The option of repealing the amendment and publishing legislation to specify the grounds on which abortion could be permitted was “really a political rather than a legal exercise”.
There would be no legal obligation on the Oireachtas to enact the legislation, which might not even pass, Ms Butler said.
She said simple repeal of the amendment would provide “a degree of immediate legal certainty” in the short term.

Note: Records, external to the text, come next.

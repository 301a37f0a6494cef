use crate::types::NodeId;
use thiserror::Error;

#[derive(Debug, Error)]
pub enum RaftError {
    #[error("append at index {index} would rewrite committed history (commit index {commit_index})")]
    Conflict { index: u64, commit_index: u64 },

    #[error("log entries up to index {start_index} were compacted (requested index {index})")]
    Compacted { index: u64, start_index: u64 },

    #[error("invalid compaction boundary {index}/{term}: {reason}")]
    InvalidCompaction {
        index: u64,
        term: u64,
        reason: &'static str,
    },

    #[error("append out of order: expected index <= {expected}, got {got}")]
    OutOfOrder { expected: u64, got: u64 },

    #[error("not the leader (leader: {leader:?})")]
    NotLeader { leader: Option<NodeId> },

    #[error("no snapshot has been persisted")]
    NoSnapshot,

    #[error("transport error: {0}")]
    Transport(#[from] TransportError),

    #[error("state machine error: {0}")]
    StateMachine(String),

    #[error("node halted after a state machine failure: {0}")]
    Halted(String),

    #[error("command at index {index} was not committed within the timeout")]
    CommandTimeout { index: u64 },

    #[error("storage error: {0}")]
    Storage(#[from] sled::Error),

    #[error("codec error: {0}")]
    Codec(#[from] bincode::Error),

    #[error("persisted log has a gap after index {after}")]
    LogGap { after: u64 },

    #[error("server is shutting down")]
    Shutdown,
}

impl RaftError {
    /// Whether the error means "nothing to install" rather than a real failure.
    pub fn is_no_snapshot(&self) -> bool {
        matches!(self, RaftError::NoSnapshot)
    }
}

#[derive(Debug, Clone, Error, PartialEq, Eq)]
pub enum TransportError {
    #[error("peer {0} is unreachable")]
    Unreachable(NodeId),

    #[error("request to {0} timed out")]
    Timeout(NodeId),

    #[error("http error: {0}")]
    Http(String),

    #[error("failed to decode response: {0}")]
    Decode(String),
}

pub type Result<T, E = RaftError> = std::result::Result<T, E>;
use crate::replicator::{AppendEntriesRequest, RaftServer, SnapshotRequest, VoteRequest};
use axum::{
    extract::State,
    http::StatusCode,
    response::IntoResponse,
    routing::post,
    Json, Router,
};

/// Peer-to-peer endpoints. Paths match what [`crate::replicator::HttpTransporter`]
/// posts to.
pub fn create_raft_router(server: RaftServer) -> Router {
    Router::new()
        .route("/raft/vote", post(handle_vote))
        .route("/raft/append_entries", post(handle_append_entries))
        .route("/raft/snapshot", post(handle_snapshot))
        .with_state(server)
}

async fn handle_vote(
    State(server): State<RaftServer>,
    Json(req): Json<VoteRequest>,
) -> impl IntoResponse {
    match server.request_vote(req).await {
        Ok(resp) => (StatusCode::OK, Json(resp)).into_response(),
        Err(e) => rpc_error(e),
    }
}

async fn handle_append_entries(
    State(server): State<RaftServer>,
    Json(req): Json<AppendEntriesRequest>,
) -> impl IntoResponse {
    match server.append_entries(req).await {
        Ok(resp) => (StatusCode::OK, Json(resp)).into_response(),
        Err(e) => rpc_error(e),
    }
}

async fn handle_snapshot(
    State(server): State<RaftServer>,
    Json(req): Json<SnapshotRequest>,
) -> impl IntoResponse {
    match server.snapshot_recovery(req).await {
        Ok(resp) => (StatusCode::OK, Json(resp)).into_response(),
        Err(e) => rpc_error(e),
    }
}

fn rpc_error(e: crate::error::RaftError) -> axum::response::Response {
    let status = match e {
        crate::error::RaftError::Shutdown => StatusCode::SERVICE_UNAVAILABLE,
        _ => StatusCode::INTERNAL_SERVER_ERROR,
    };
    (status, Json(serde_json::json!({ "error": e.to_string() }))).into_response()
}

The law governing abortion would be the existing Protection of Life in Pregnancy Act, which could be amended by the Oireachtas in due course.
Asked if repealing the amendment could lead to “abortion on demand”, she said it was highly unlikely that the courts would prevent the Oireachtas from specifying the grounds for abortion.
Force miscarriages
Meanwhile, at yesterday's hearing of the committee, Dr Abigail Aiken, a Texan academic, said there was evidence women in Ireland were using coat hangers and drinking bleach in order to force miscarriages.
Interviews with women using the Women on Web website to order abortion pills online outlined several ways Irish women attempted to induce miscarriages.
“These include coat hangers, starvation, high doses of vitamin C, strenuous exercise, large quantities of alcohol, scalding water, drinking bleach, throwing themselves down stairs,” she said.
Prof Fergal Malone, master of the Rotunda Hospital in Dublin, told the committee one woman had died in recent years while flying home from the United Kingdom due to complications following a pregnancy termination.
“We are aware of at least one of our patients from Ireland who died following a complication from a surgical termination of pregnancy while travelling between Ireland and a centre abroad,” he said.
Risks to mothers
“Forcing patients to travel between two jurisdictions, particularly when dealing with travel between islands, will inevitably increase the risks to mothers’ physical health and wellbeing,” he said.
Dr Rhona Mahony, master of the National Maternity Hospital, said, "The presence of the Eighth Amendment in our Constitution creates unacceptable clinical risk and should be removed."
She said from a medical perspective the constitutional right to life for the unborn creates the possibility that “clinical decisionmaking may be delayed and distorted as clinicians ponder the law rather than medicine”.
Dr Mahony said 60 patients from the Holles Street maternity hospital travelled for a termination of pregnancy following a diagnosis of foetal anomalies last year, and 43 patients had done so this year.